HP Daniel Bensen wrote:
> Okay, the conversation on this one was stopped some time ago, but now I
> think it's time to re-examine these things.
> What the heck are the bristles and what might they mean?
That this particular Psittacosaurus specimen had bristles on it's distal
tail, nothing more, nothing less. No other specimen has this feature, at
least not that I know of, but in the time between it's initial discovery and
now, there have been three restorations of this genus (of whatever what
species found in the Liaoning) that I know of: one done by HP Marco
Auditore, HP Luis V. Rey and HP Oyvind M. Padron.
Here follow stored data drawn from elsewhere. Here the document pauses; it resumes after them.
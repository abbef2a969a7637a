//! T015: Integration test for Graph API user info endpoint
//!
//! Verifies that GraphClient::get_user_info() correctly fetches
//! and parses the /me and /me/drive responses.

use crate::common;

#[tokio::test]
async fn test_get_user_info_returns_profile_and_quota() {
    let (_server, client) = common::setup_graph_mock().await;

    let user_info = client.get_user_info().await.expect("get_user_info failed");

    assert_eq!(user_info.email, "test@example.com");
    assert_eq!(user_info.display_name, "Test User");
    assert_eq!(user_info.id, "user-test-001");
    assert_eq!(user_info.quota_total, 5_368_709_120);
    assert_eq!(user_info.quota_used, 1_073_741_824);
}

#[tokio::test]
async fn test_get_drive_quota() {
    let (_server, client) = common::setup_graph_mock().await;

    let (used, total) = client
        .get_drive_quota()
        .await
        .expect("get_drive_quota failed");

    assert_eq!(used, 1_073_741_824);
    assert_eq!(total, 5_368_709_120);
}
In all these great
restorations, no effort was made to give a possible use for this feature,
which is easy to understand, since no structure like it has ever been found.
Although, one extant example may qualify, the porcupine. It too has spines
on it's tail, as well as on the back, but in contrary to the structures seen
in this Psittacosaurus specimen, these structures are rigid. The bristles
(which is the most logical interpretation at the moment IMHO) are crossing
each other in the specimen, giving evidence they were mobile. IF (big "if")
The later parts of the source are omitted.